6. CCCI shall bear any and all losses resulting from the
operation of the Systems, and Comcast shall not, under any circumstances, be
held liable therefor so long as Comcast shall perform its duties hereunder in
good faith. Comcast shall not be held to have incurred any liability to CCCI or
to any third party by virtue of any action taken in good faith by it in
discharge of its duties hereunder, and CCCI agrees to indemnify Comcast and hold
Comcast harmless with respect to any and all claims that may be made against it
in respect thereof.
7. The parties recognize that Comcast is engaged directly or
through subsidiaries and affiliates in various similar and other businesses.

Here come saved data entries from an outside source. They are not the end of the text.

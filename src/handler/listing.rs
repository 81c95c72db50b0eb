//! Directory listing renderer

use super::error::ServeError;
use super::html;
use super::outcome::Outcome;
use super::resolve::RequestContext;
use percent_encoding::{percent_encode, AsciiSet, NON_ALPHANUMERIC};
use std::ffi::OsString;
use std::path::Path;
use tokio::fs;

/// Characters left as-is in listing links: unreserved URL characters and `/`
const HREF_ENCODE_SET: &AsciiSet = &NON_ALPHANUMERIC
    .remove(b'/')
    .remove(b'-')
    .remove(b'_')
    .remove(b'.')
    .remove(b'~');

const LISTING_PAGE_START: &str = r#"<html lang="en">
<head>
    <meta charset="UTF-8">
    <title></title>
</head>
<body>
<ul>
"#;

const LISTING_PAGE_END: &str = "</ul>
</body>
</html>
";

#[derive(Debug, Clone, Copy, PartialEq, Eq)]
pub struct ListingOptions {
    pub sort: bool,
    pub escape: bool,
}

impl Default for ListingOptions {
    fn default() -> Self {
        Self {
            sort: true,
            escape: true,
        }
    }
}

/// Render an HTML list of the visible entries of the requested directory.
///
/// Links are built from raw name bytes, so names that are not UTF-8 still link
/// back to the file; only their visible text is lossy.
pub async fn list(ctx: &RequestContext, options: ListingOptions) -> Outcome {
    let names = match visible_entries(&ctx.resolved_path).await {
        Ok(mut names) => {
            if options.sort {
                names.sort();
            }
            names
        }
        Err(source) => {
            return ServeError::List {
                path: ctx.url_path.clone(),
                source,
            }
            .into();
        }
    };

    Outcome::html(render(&ctx.url_bytes, &names, options.escape))
}

/// Entry names not starting with `.`, in enumeration order
async fn visible_entries(dir: &Path) -> std::io::Result<Vec<OsString>> {
    let mut entries = fs::read_dir(dir).await?;
    let mut names = Vec::new();

    while let Some(entry) = entries.next_entry().await? {
        let name = entry.file_name();
        if !name.as_encoded_bytes().starts_with(b".") {
            names.push(name);
        }
    }

    Ok(names)
}

fn render(url_bytes: &[u8], names: &[OsString], escape: bool) -> String {
    let mut page = String::from(LISTING_PAGE_START);
    for name in names {
        let joined = join_url(url_bytes, name.as_encoded_bytes());
        let href = percent_encode(&joined, HREF_ENCODE_SET);
        let display = name.to_string_lossy();
        let text = if escape {
            html::escape(&display)
        } else {
            display.into_owned()
        };
        page.push_str(&format!("<li><a href=\"{href}\">{text}</a></li>\n"));
    }
    page.push_str(LISTING_PAGE_END);
    page
}

fn join_url(base: &[u8], name: &[u8]) -> Vec<u8> {
    let mut url = base.to_vec();
    if !url.ends_with(b"/") {
        url.push(b'/');
    }
    url.extend_from_slice(name);
    url
}
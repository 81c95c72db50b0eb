//! Request entry point
//!
//! Validates the method, resolves the path, runs the case chain and turns the
//! outcome into a response. Every request gets a response: failures of any kind
//! become the 500 error page.

use super::cases::{CaseChain, Rule};
use super::error::ServeError;
use super::error_page;
use super::outcome::{Outcome, HTML_CONTENT_TYPE};
use super::resolve::{self, RequestContext};
use crate::config::{AppState, SiteConfig};
use crate::http;
use crate::logger::{self, AccessLogEntry};
use http_body_util::Full;
use hyper::body::Bytes;
use hyper::{Method, Request, Response};
use std::convert::Infallible;
use std::net::SocketAddr;
use std::sync::Arc;
use std::time::Instant;
use tokio::task::JoinHandle;

/// Main entry point for HTTP request handling
pub async fn handle_request<B>(
    req: Request<B>,
    state: Arc<AppState>,
    peer_addr: SocketAddr,
) -> Result<Response<Full<Bytes>>, Infallible> {
    let started = Instant::now();
    let method = req.method().clone();
    let path = req.uri().path().to_string();
    let server_name = state.config.http.server_name.as_str();

    let (rule, response) = match method {
        Method::GET | Method::HEAD => {
            let is_head = method == Method::HEAD;
            serve_path(&state.chain, &state.config.site, server_name, &path, is_head).await
        }
        _ => {
            logger::log_warning(&format!("Method not allowed: {method}"));
            (None, http::build_405_response(server_name))
        }
    };

    if state.access_log_enabled() {
        let mut entry = AccessLogEntry::new(peer_addr.to_string(), method.to_string(), path);
        entry.query = req.uri().query().map(ToString::to_string);
        entry.http_version = version_label(req.version()).to_string();
        entry.status = response.status().as_u16();
        entry.body_bytes = content_length(&response);
        entry.case = rule.map(Rule::name);
        entry.request_time_us = u64::try_from(started.elapsed().as_micros()).unwrap_or(u64::MAX);
        logger::log_access(&entry, &state.config.logging.access_log_format);
    }

    Ok(response)
}

/// Serve a GET/HEAD for `raw_path`, returning the rule that decided it.
/// Paths rejected before reaching the chain report no rule.
pub async fn serve_path(
    chain: &Arc<CaseChain>,
    site: &SiteConfig,
    server_name: &str,
    raw_path: &str,
    is_head: bool,
) -> (Option<Rule>, Response<Full<Bytes>>) {
    let ctx = match resolve::resolve(&site.root, raw_path, site.contain_paths) {
        Ok(ctx) => ctx,
        Err(err) => {
            logger::log_warning(&format!("Rejected request path {raw_path}: {err}"));
            let response = outcome_response(raw_path, Outcome::Failure(err), server_name, is_head);
            return (None, response);
        }
    };

    let url_path = ctx.url_path.clone();
    let (rule, outcome) = dispatch_isolated(chain, ctx).await;
    (Some(rule), outcome_response(&url_path, outcome, server_name, is_head))
}

/// Aborts the task when dropped, so work for an abandoned request stops with it
struct AbortOnDrop<T>(JoinHandle<T>);

impl<T> Drop for AbortOnDrop<T> {
    fn drop(&mut self) {
        self.0.abort();
    }
}

/// Run the chain on its own task so a panicking rule still yields a response.
///
/// If the connection goes away first, the task is aborted and a running
/// script child is killed along with it.
async fn dispatch_isolated(chain: &Arc<CaseChain>, ctx: RequestContext) -> (Rule, Outcome) {
    let chain = Arc::clone(chain);
    let url_path = ctx.url_path.clone();

    let mut task = AbortOnDrop(tokio::spawn(async move { chain.dispatch(&ctx).await }));
    match (&mut task.0).await {
        Ok(result) => result,
        Err(e) => (
            Rule::Fallback,
            ServeError::Internal {
                path: url_path,
                message: e.to_string(),
            }
            .into(),
        ),
    }
}

fn outcome_response(
    url_path: &str,
    outcome: Outcome,
    server_name: &str,
    is_head: bool,
) -> Response<Full<Bytes>> {
    match outcome {
        Outcome::Success {
            status,
            content_type,
            body,
        } => http::build_response(status, &content_type, body, server_name, is_head),
        Outcome::Failure(err) => {
            logger::log_outcome_failure(url_path, &err);
            let (status, page) = error_page::render(url_path, &err.to_string());
            http::build_response(status, HTML_CONTENT_TYPE, Bytes::from(page), server_name, is_head)
        }
    }
}

fn content_length(response: &Response<Full<Bytes>>) -> usize {
    response
        .headers()
        .get("Content-Length")
        .and_then(|v| v.to_str().ok())
        .and_then(|v| v.parse().ok())
        .unwrap_or(0)
}

const fn version_label(version: hyper::Version) -> &'static str {
    match version {
        hyper::Version::HTTP_09 => "0.9",
        hyper::Version::HTTP_10 => "1.0",
        hyper::Version::HTTP_2 => "2",
        hyper::Version::HTTP_3 => "3",
        _ => "1.1",
    }
}

#[cfg(test)]
mod tests {
    use super::*;
    use crate::config::Config;
    use http_body_util::BodyExt;
    use std::path::Path;
    use tempfile::TempDir;

    fn test_config(root: &Path) -> Config {
        let mut cfg = Config::load_from("casefile-test-missing-config").unwrap();
        cfg.site.root = root.to_path_buf();
        cfg.script.extension = ".sh".to_string();
        cfg.script.interpreter = "sh".to_string();
        cfg.script.timeout_secs = 10;
        cfg.logging.access_log = false;
        cfg.http.server_name = "casefile/test".to_string();
        cfg
    }

    async fn get(root: &Path, path: &str) -> (u16, String, Vec<u8>) {
        let state = Arc::new(AppState::new(&test_config(root)));
        let req = Request::get(path).body(()).unwrap();
        let resp = handle_request(req, state, "127.0.0.1:4000".parse().unwrap())
            .await
            .unwrap();
        let status = resp.status().as_u16();
        let content_type = resp.headers()["Content-Type"].to_str().unwrap().to_string();
        let body = resp.into_body().collect().await.unwrap().to_bytes().to_vec();
        (status, content_type, body)
    }

    #[tokio::test]
    async fn test_plain_file() {
        let dir = TempDir::new().unwrap();
        std::fs::write(dir.path().join("a.txt"), "hello").unwrap();

        let state = Arc::new(AppState::new(&test_config(dir.path())));
        let req = Request::get("/a.txt").body(()).unwrap();
        let resp = handle_request(req, state, "127.0.0.1:4000".parse().unwrap())
            .await
            .unwrap();
        assert_eq!(resp.status(), 200);
        assert_eq!(resp.headers()["Content-Length"], "5");
        assert_eq!(resp.headers()["Server"], "casefile/test");
        let body = resp.into_body().collect().await.unwrap().to_bytes();
        assert_eq!(&body[..], b"hello");
    }

    #[tokio::test]
    async fn test_missing_file_error_page() {
        let dir = TempDir::new().unwrap();
        let (status, content_type, body) = get(dir.path(), "/missing.txt").await;
        assert_eq!(status, 500);
        assert_eq!(content_type, "text/html");
        let page = String::from_utf8(body).unwrap();
        assert!(page.contains("missing.txt"));
        assert!(page.contains("not found"));
    }

    #[tokio::test]
    async fn test_directory_index_matches_direct_request() {
        let dir = TempDir::new().unwrap();
        std::fs::create_dir(dir.path().join("site")).unwrap();
        std::fs::write(dir.path().join("site/index.html"), "<h1>home</h1>").unwrap();

        let via_dir = get(dir.path(), "/site/").await;
        let direct = get(dir.path(), "/site/index.html").await;
        assert_eq!(via_dir, direct);
        assert_eq!(via_dir.0, 200);
    }

    #[tokio::test]
    async fn test_directory_listing() {
        let dir = TempDir::new().unwrap();
        std::fs::create_dir(dir.path().join("docs")).unwrap();
        std::fs::write(dir.path().join("docs/x.txt"), "x").unwrap();
        std::fs::write(dir.path().join("docs/.hidden"), "h").unwrap();

        let (status, content_type, body) = get(dir.path(), "/docs/").await;
        assert_eq!(status, 200);
        assert_eq!(content_type, "text/html");
        let page = String::from_utf8(body).unwrap();
        assert!(page.contains(r#"href="/docs/x.txt""#));
        assert!(!page.contains(".hidden"));
    }

    #[tokio::test]
    async fn test_listing_is_repeatable() {
        let dir = TempDir::new().unwrap();
        for name in ["b", "a", "c"] {
            std::fs::write(dir.path().join(name), name).unwrap();
        }

        let first = get(dir.path(), "/").await;
        let second = get(dir.path(), "/").await;
        assert_eq!(first, second);
    }

    #[cfg(unix)]
    #[tokio::test]
    async fn test_script_output_and_failure() {
        let dir = TempDir::new().unwrap();
        std::fs::write(dir.path().join("ok.sh"), "printf '<b>dynamic</b>'").unwrap();
        std::fs::write(dir.path().join("bad.sh"), "printf half; exit 1").unwrap();

        let (status, content_type, body) = get(dir.path(), "/ok.sh").await;
        assert_eq!(status, 200);
        assert_eq!(content_type, "text/html");
        assert_eq!(body, b"<b>dynamic</b>");

        let (status, _, body) = get(dir.path(), "/bad.sh").await;
        assert_eq!(status, 500);
        let page = String::from_utf8(body).unwrap();
        assert!(page.contains("Error Accessing /bad.sh"));
        assert!(!page.contains("half"));
    }

    #[tokio::test]
    async fn test_traversal_rejected() {
        let dir = TempDir::new().unwrap();
        let (status, _, body) = get(dir.path(), "/../../etc/passwd").await;
        assert_eq!(status, 500);
        let page = String::from_utf8(body).unwrap();
        assert!(page.contains("outside the served directory"));
    }

    #[tokio::test]
    async fn test_percent_encoded_path() {
        let dir = TempDir::new().unwrap();
        std::fs::write(dir.path().join("my file.txt"), "spaced").unwrap();

        let (status, _, body) = get(dir.path(), "/my%20file.txt").await;
        assert_eq!(status, 200);
        assert_eq!(body, b"spaced");
    }

    #[tokio::test]
    async fn test_head_and_other_methods() {
        let dir = TempDir::new().unwrap();
        std::fs::write(dir.path().join("a.txt"), "hello").unwrap();
        let state = Arc::new(AppState::new(&test_config(dir.path())));
        let peer: SocketAddr = "127.0.0.1:4000".parse().unwrap();

        let req = Request::head("/a.txt").body(()).unwrap();
        let resp = handle_request(req, Arc::clone(&state), peer).await.unwrap();
        assert_eq!(resp.status(), 200);
        assert_eq!(resp.headers()["Content-Length"], "5");
        let body = resp.into_body().collect().await.unwrap().to_bytes();
        assert!(body.is_empty());

        let req = Request::post("/a.txt").body(()).unwrap();
        let resp = handle_request(req, state, peer).await.unwrap();
        assert_eq!(resp.status(), 405);
    }

    #[tokio::test]
    async fn test_trailing_slash_after_file() {
        let dir = TempDir::new().unwrap();
        std::fs::write(dir.path().join("a.txt"), "hello").unwrap();

        let (status, _, body) = get(dir.path(), "/a.txt/").await;
        assert_eq!(status, 500);
        assert!(String::from_utf8(body).unwrap().contains("not found"));
    }

    #[cfg(unix)]
    #[tokio::test]
    async fn test_non_utf8_listing_link_is_servable() {
        use std::ffi::OsStr;
        use std::os::unix::ffi::OsStrExt;

        let dir = TempDir::new().unwrap();
        std::fs::write(dir.path().join(OsStr::from_bytes(b"caf\xe9.txt")), "bytes").unwrap();

        let (_, _, listing) = get(dir.path(), "/").await;
        assert!(String::from_utf8(listing).unwrap().contains(r#"href="/caf%E9.txt""#));

        let (status, _, body) = get(dir.path(), "/caf%E9.txt").await;
        assert_eq!(status, 200);
        assert_eq!(body, b"bytes");
    }
}
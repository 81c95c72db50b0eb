// Configuration module entry point
// Loads application configuration and holds the shared runtime state

mod state;
mod types;

use std::net::SocketAddr;
use std::path::PathBuf;

// Re-export public types
pub use state::AppState;
pub use types::{Config, SiteConfig};

/// Default config file name (without extension)
pub const DEFAULT_CONFIG_FILE: &str = "casefile";

/// Environment overrides look like `CASEFILE_SERVER__PORT=9100`
const ENV_PREFIX: &str = "CASEFILE";

/// Startup options taken from the command line
#[derive(Debug, Default, Clone, PartialEq, Eq)]
pub struct CliArgs {
    pub config_path: Option<String>,
    pub root: Option<PathBuf>,
}

impl CliArgs {
    /// Parse `[--config <path>] [ROOT]` from an argument list (program name excluded)
    pub fn parse<I>(args: I) -> Result<Self, String>
    where
        I: IntoIterator<Item = String>,
    {
        let mut parsed = Self::default();
        let mut args = args.into_iter();

        while let Some(arg) = args.next() {
            match arg.as_str() {
                "-c" | "--config" => {
                    let path = args
                        .next()
                        .ok_or_else(|| format!("{arg} requires a file path"))?;
                    parsed.config_path = Some(path);
                }
                flag if flag.starts_with('-') => {
                    return Err(format!("Unknown option: {flag}"));
                }
                _ if parsed.root.is_some() => {
                    return Err(format!("Unexpected argument: {arg}"));
                }
                _ => parsed.root = Some(PathBuf::from(arg)),
            }
        }

        Ok(parsed)
    }
}

impl Config {
    /// Load configuration from the config file, environment and defaults,
    /// then apply command line overrides
    pub fn load(cli: &CliArgs) -> Result<Self, config::ConfigError> {
        let path = cli.config_path.as_deref().unwrap_or(DEFAULT_CONFIG_FILE);
        let mut cfg = Self::load_from(path)?;
        if let Some(root) = &cli.root {
            cfg.site.root.clone_from(root);
        }
        Ok(cfg)
    }

    /// Load configuration from specified file path (extension optional)
    pub fn load_from(config_path: &str) -> Result<Self, config::ConfigError> {
        Self::load_with_env(config_path, environment())
    }

    fn load_with_env(
        config_path: &str,
        env: config::Environment,
    ) -> Result<Self, config::ConfigError> {
        let settings = config::Config::builder()
            .add_source(config::File::with_name(config_path).required(false))
            .add_source(env)
            .set_default("server.host", "0.0.0.0")?
            .set_default("server.port", 9000)?
            .set_default("site.root", ".")?
            .set_default("site.index_file", "index.html")?
            .set_default("site.contain_paths", true)?
            .set_default("site.sort_listing", true)?
            .set_default("site.escape_listing", true)?
            .set_default("script.extension", ".py")?
            .set_default("script.interpreter", "python3")?
            .set_default("script.timeout_secs", 30)?
            .set_default("logging.level", "info")?
            .set_default("logging.access_log", true)?
            .set_default("logging.access_log_format", "common")?
            .set_default(
                "http.server_name",
                concat!("casefile/", env!("CARGO_PKG_VERSION")),
            )?
            .set_default("performance.keep_alive_timeout", 75)?
            .set_default("performance.read_timeout", 30)?
            .build()?;

        settings.try_deserialize()
    }

    pub fn socket_addr(&self) -> Result<SocketAddr, String> {
        format!("{}:{}", self.server.host, self.server.port)
            .parse()
            .map_err(|e| format!("Invalid address: {e}"))
    }
}

fn environment() -> config::Environment {
    config::Environment::with_prefix(ENV_PREFIX)
        .prefix_separator("_")
        .separator("__")
}
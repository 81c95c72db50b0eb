//! Request handler module
//!
//! Resolves request paths and serves them through the ordered case chain:
//! file content, directory index, directory listing, script output, or an error page.

pub mod cases;
pub mod content;
pub mod error;
pub mod error_page;
mod html;
pub mod listing;
pub mod outcome;
pub mod resolve;
pub mod router;
pub mod script;

// Re-export main entry point and shared types
pub use cases::CaseChain;
pub use error::ServeError;
pub use router::handle_request;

Nothing herein shall be construed to prevent the continued involvement of any
such entities in similar and other businesses, whether such involvement now
exists or occurs in the future, including, without limitation, the ownership or
management of other cellular businesses.
8. This Agreement shall continue in effect for 10 years from
the date hereof.
9. This Agreement sets forth the entire understanding of the
parties with respect to the subject matter hereof, supersedes all existing
agreements among them concerning such subject matter, and may be modified only
by a written instrument duly executed by each party.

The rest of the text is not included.